▶ _Exercise goal_:
Could you filter the records below and keep only the lines with the word "Duration"?

[Start of section]

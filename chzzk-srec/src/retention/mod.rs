//! Retention of completed recordings.
//!
//! Two rules, each disabled by a zero setting:
//! - age: recordings older than `retention_days` are deleted;
//! - disk: while the filesystem is fuller than `max_disk_usage_percent`,
//!   recordings are deleted oldest first.
//!
//! The recording currently being written is never touched.

mod disk;

pub use disk::{DiskUsage, DiskUsageProbe, SysinfoDiskProbe};

use std::path::{Path, PathBuf};
use std::sync::Arc;
use std::time::{Duration, SystemTime};

use chrono::{DateTime, Utc};
use serde::Serialize;
use tracing::{debug, info, warn};

use crate::config::RetentionConfig;
use crate::{Error, Result};

/// A finished recording on disk.
#[derive(Debug, Clone, PartialEq, Eq, Serialize)]
pub struct RecordingArtifact {
    pub path: PathBuf,
    /// Last modification time, i.e. when the capture stopped writing.
    pub created_at: DateTime<Utc>,
    pub size: u64,
}

/// Aggregate figures reported by `status`.
#[derive(Debug, Clone, PartialEq, Serialize)]
pub struct StorageSummary {
    pub recordings: usize,
    pub total_bytes: u64,
    pub disk: Option<DiskUsage>,
}

pub struct RetentionManager {
    output_dir: PathBuf,
    extension: String,
    config: RetentionConfig,
    disk: Arc<dyn DiskUsageProbe>,
}

impl RetentionManager {
    pub fn new(
        output_dir: impl Into<PathBuf>,
        extension: impl Into<String>,
        config: RetentionConfig,
        disk: Arc<dyn DiskUsageProbe>,
    ) -> Self {
        Self {
            output_dir: output_dir.into(),
            extension: extension.into().to_lowercase(),
            config,
            disk,
        }
    }

    pub fn interval(&self) -> Duration {
        self.config.interval
    }

    pub fn is_enabled(&self) -> bool {
        self.config.retention_days > 0 || self.config.max_disk_usage_percent > 0
    }

    /// Recordings in the output directory, oldest first.
    pub async fn list_artifacts(&self) -> Result<Vec<RecordingArtifact>> {
        let mut entries = match tokio::fs::read_dir(&self.output_dir).await {
            Ok(entries) => entries,
            Err(e) if e.kind() == std::io::ErrorKind::NotFound => return Ok(Vec::new()),
            Err(e) => {
                return Err(Error::io_path(
                    "reading recording directory",
                    &self.output_dir,
                    e,
                ));
            }
        };

        let mut artifacts = Vec::new();
        while let Some(entry) = entries
            .next_entry()
            .await
            .map_err(|e| Error::io_path("reading recording directory", &self.output_dir, e))?
        {
            let path = entry.path();
            if !self.is_recording(&path) {
                continue;
            }
            let metadata = match entry.metadata().await {
                Ok(metadata) if metadata.is_file() => metadata,
                Ok(_) => continue,
                Err(e) => {
                    debug!(path = %path.display(), error = %e, "Skipping unreadable entry");
                    continue;
                }
            };
            let modified = metadata.modified().unwrap_or(SystemTime::UNIX_EPOCH);
            artifacts.push(RecordingArtifact {
                path,
                created_at: DateTime::<Utc>::from(modified),
                size: metadata.len(),
            });
        }

        artifacts.sort_by(|a, b| a.created_at.cmp(&b.created_at).then(a.path.cmp(&b.path)));
        Ok(artifacts)
    }

    fn is_recording(&self, path: &Path) -> bool {
        path.extension()
            .and_then(|ext| ext.to_str())
            .is_some_and(|ext| ext.eq_ignore_ascii_case(&self.extension))
    }

    /// Apply both rules once and return the number of deleted recordings.
    ///
    /// `active` is the file of the running capture, if any; it is excluded from
    /// both rules.
    pub async fn enforce(&self, active: Option<&Path>) -> Result<usize> {
        if !self.is_enabled() {
            return Ok(0);
        }

        let mut artifacts = self.list_artifacts().await?;
        if let Some(active) = active {
            artifacts.retain(|a| !is_same_file(&a.path, active));
        }

        let mut deleted = 0;

        // A limit reaching past the earliest representable date expires nothing.
        let cutoff = chrono::TimeDelta::try_days(i64::from(self.config.retention_days))
            .and_then(|age| Utc::now().checked_sub_signed(age));
        if let Some(cutoff) = cutoff.filter(|_| self.config.retention_days > 0) {
            let (expired, kept): (Vec<_>, Vec<_>) =
                artifacts.into_iter().partition(|a| a.created_at < cutoff);
            artifacts = kept;

            for artifact in expired {
                if remove_artifact(&artifact, "older than retention period").await {
                    deleted += 1;
                }
            }
        }

        if self.config.max_disk_usage_percent > 0 {
            deleted += self.enforce_disk_usage(artifacts).await;
        }

        if deleted > 0 {
            info!(count = deleted, dir = %self.output_dir.display(), "Retention removed recordings");
        }
        Ok(deleted)
    }

    async fn enforce_disk_usage(&self, artifacts: Vec<RecordingArtifact>) -> usize {
        let usage = match self.disk.usage(&self.output_dir) {
            Ok(usage) => usage,
            Err(e) => {
                warn!(error = %e, "Could not determine disk usage; skipping disk retention");
                return 0;
            }
        };

        let limit = usage.total_bytes as u128 * u128::from(self.config.max_disk_usage_percent) / 100;
        let mut used = usage.used_bytes();
        if u128::from(used) <= limit {
            return 0;
        }

        info!(
            used_percent = usage.used_percent(),
            threshold_percent = self.config.max_disk_usage_percent,
            "Disk usage above threshold, removing oldest recordings"
        );

        let mut deleted = 0;
        for artifact in artifacts {
            if u128::from(used) <= limit {
                break;
            }
            if remove_artifact(&artifact, "disk usage above threshold").await {
                used = used.saturating_sub(artifact.size);
                deleted += 1;
            }
        }

        if u128::from(used) > limit {
            warn!("Disk usage still above threshold after removing all eligible recordings");
        }
        deleted
    }

    /// Recording count, total size and disk usage.
    pub async fn summary(&self) -> Result<StorageSummary> {
        let artifacts = self.list_artifacts().await?;
        let disk = if self.output_dir.exists() {
            self.disk.usage(&self.output_dir).ok()
        } else {
            None
        };
        Ok(StorageSummary {
            recordings: artifacts.len(),
            total_bytes: artifacts.iter().map(|a| a.size).sum(),
            disk,
        })
    }
}

fn is_same_file(a: &Path, b: &Path) -> bool {
    if a == b {
        return true;
    }
    match (a.canonicalize(), b.canonicalize()) {
        (Ok(a), Ok(b)) => a == b,
        _ => false,
    }
}

async fn remove_artifact(artifact: &RecordingArtifact, reason: &str) -> bool {
    match tokio::fs::remove_file(&artifact.path).await {
        Ok(()) => {
            info!(
                path = %artifact.path.display(),
                size = artifact.size,
                created_at = %artifact.created_at,
                "Deleted recording ({})",
                reason
            );
            true
        }
        Err(e) => {
            warn!(path = %artifact.path.display(), error = %e, "Failed to delete recording");
            false
        }
    }
}
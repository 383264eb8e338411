//! Translate OS termination signals into cancellation.

use tokio::task::JoinHandle;
use tokio_util::sync::CancellationToken;
use tracing::{info, warn};

use crate::{Error, Result};

/// Which signal arrived.
#[derive(Debug, Clone, Copy, PartialEq, Eq)]
pub enum ShutdownSignal {
    Interrupt,
    Terminate,
}

impl std::fmt::Display for ShutdownSignal {
    fn fmt(&self, f: &mut std::fmt::Formatter<'_>) -> std::fmt::Result {
        match self {
            ShutdownSignal::Interrupt => f.write_str("SIGINT"),
            ShutdownSignal::Terminate => f.write_str("SIGTERM"),
        }
    }
}

#[cfg(unix)]
struct Signals {
    term: tokio::signal::unix::Signal,
}

#[cfg(unix)]
impl Signals {
    fn install() -> Result<Self> {
        use tokio::signal::unix::{SignalKind, signal};

        let term = signal(SignalKind::terminate())
            .map_err(|e| Error::Other(format!("SIGTERM handler failed: {e}")))?;
        Ok(Self { term })
    }

    async fn recv(&mut self) -> ShutdownSignal {
        tokio::select! {
            _ = tokio::signal::ctrl_c() => ShutdownSignal::Interrupt,
            _ = self.term.recv() => ShutdownSignal::Terminate,
        }
    }
}

#[cfg(not(unix))]
struct Signals;

#[cfg(not(unix))]
impl Signals {
    fn install() -> Result<Self> {
        Ok(Self)
    }

    async fn recv(&mut self) -> ShutdownSignal {
        if let Err(e) = tokio::signal::ctrl_c().await {
            warn!(error = %e, "Ctrl+C handler failed");
            std::future::pending::<()>().await;
        }
        ShutdownSignal::Interrupt
    }
}

/// Cancel `token` on the first SIGINT/SIGTERM (Ctrl+C on Windows).
///
/// Further signals are only logged; the supervisor finishes terminating the
/// capture on its own schedule.
pub fn spawn_signal_listener(token: CancellationToken) -> Result<JoinHandle<()>> {
    let mut signals = Signals::install()?;

    Ok(tokio::spawn(async move {
        loop {
            let signal = signals.recv().await;
            if token.is_cancelled() {
                warn!(%signal, "Shutdown already in progress, waiting for capture to stop");
            } else {
                info!(%signal, "Received shutdown signal");
                token.cancel();
            }
        }
    }))
}

#[cfg(all(test, unix))]
mod tests {
    use super::*;
    use std::time::Duration;

    #[tokio::test]
    async fn test_sigterm_cancels_token() {
        let token = CancellationToken::new();
        let handle = spawn_signal_listener(token.clone()).unwrap();

        process_utils::terminate(std::process::id()).unwrap();
        tokio::time::timeout(Duration::from_secs(5), token.cancelled())
            .await
            .expect("token should be cancelled by SIGTERM");

        handle.abort();
    }
}
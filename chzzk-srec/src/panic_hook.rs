use chrono::Local;
use std::{
    backtrace::Backtrace,
    fs::OpenOptions,
    io::Write,
    panic::{PanicHookInfo, take_hook},
    path::Path,
    thread,
};

use crate::logging::log_file_path;

/// Installs a global panic hook that logs panics via `tracing`.
///
/// In `panic = "abort"` builds the record is also appended straight to the log
/// file, since the non-blocking writer may not flush before the abort.
pub fn install(log_dir: impl AsRef<Path>) {
    let log_file = log_file_path(log_dir.as_ref());
    let previous_hook = take_hook();

    std::panic::set_hook(Box::new(move |panic_info: &PanicHookInfo<'_>| {
        let _ = std::panic::catch_unwind(std::panic::AssertUnwindSafe(|| {
            let panic_record = format_panic_record(panic_info);

            tracing::error!(target: "chzzk_srec::panic", "{panic_record}");

            if cfg!(panic = "abort") {
                let _ = append_panic_record(&log_file, &panic_record);
            }
        }));

        previous_hook(panic_info);
    }));
}

fn append_panic_record(path: &Path, record: &str) -> std::io::Result<()> {
    let mut file = OpenOptions::new().create(true).append(true).open(path)?;
    writeln!(file, "{record}")?;
    file.flush()
}

fn format_panic_record(panic_info: &PanicHookInfo<'_>) -> String {
    let payload = panic_payload_to_string(panic_info);
    let location = panic_info
        .location()
        .map(|loc| format!("{}:{}:{}", loc.file(), loc.line(), loc.column()))
        .unwrap_or_else(|| "<unknown>".to_string());

    let thread_name = thread::current()
        .name()
        .map(str::to_string)
        .unwrap_or_else(|| "<unnamed>".to_string());

    let backtrace = Backtrace::force_capture();
    let ts = Local::now().format("%Y-%m-%dT%H:%M:%S%.3f%:z");

    format!(
        "{ts} PANIC thread={thread_name} location={location} payload={payload}\nBacktrace:\n{backtrace}"
    )
}

fn panic_payload_to_string(panic_info: &PanicHookInfo<'_>) -> String {
    if let Some(s) = panic_info.payload().downcast_ref::<&'static str>() {
        return (*s).to_string();
    }
    if let Some(s) = panic_info.payload().downcast_ref::<String>() {
        return s.clone();
    }
    panic_info.to_string()
}

#[cfg(test)]
mod tests {
    use super::*;
    use tempfile::TempDir;

    #[test]
    fn test_append_panic_record_appends() {
        let temp = TempDir::new().unwrap();
        let path = log_file_path(temp.path());
        append_panic_record(&path, "first").unwrap();
        append_panic_record(&path, "second").unwrap();
        let content = std::fs::read_to_string(&path).unwrap();
        assert_eq!(content, "first\nsecond\n");
    }
}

[End of section]

▶ _Finished task_:
use std::time::{Duration, SystemTime};
    pub fn interval(&self) -> Duration {
    use std::time::Duration;
        tokio::time::timeout(Duration::from_secs(5), token.cancelled())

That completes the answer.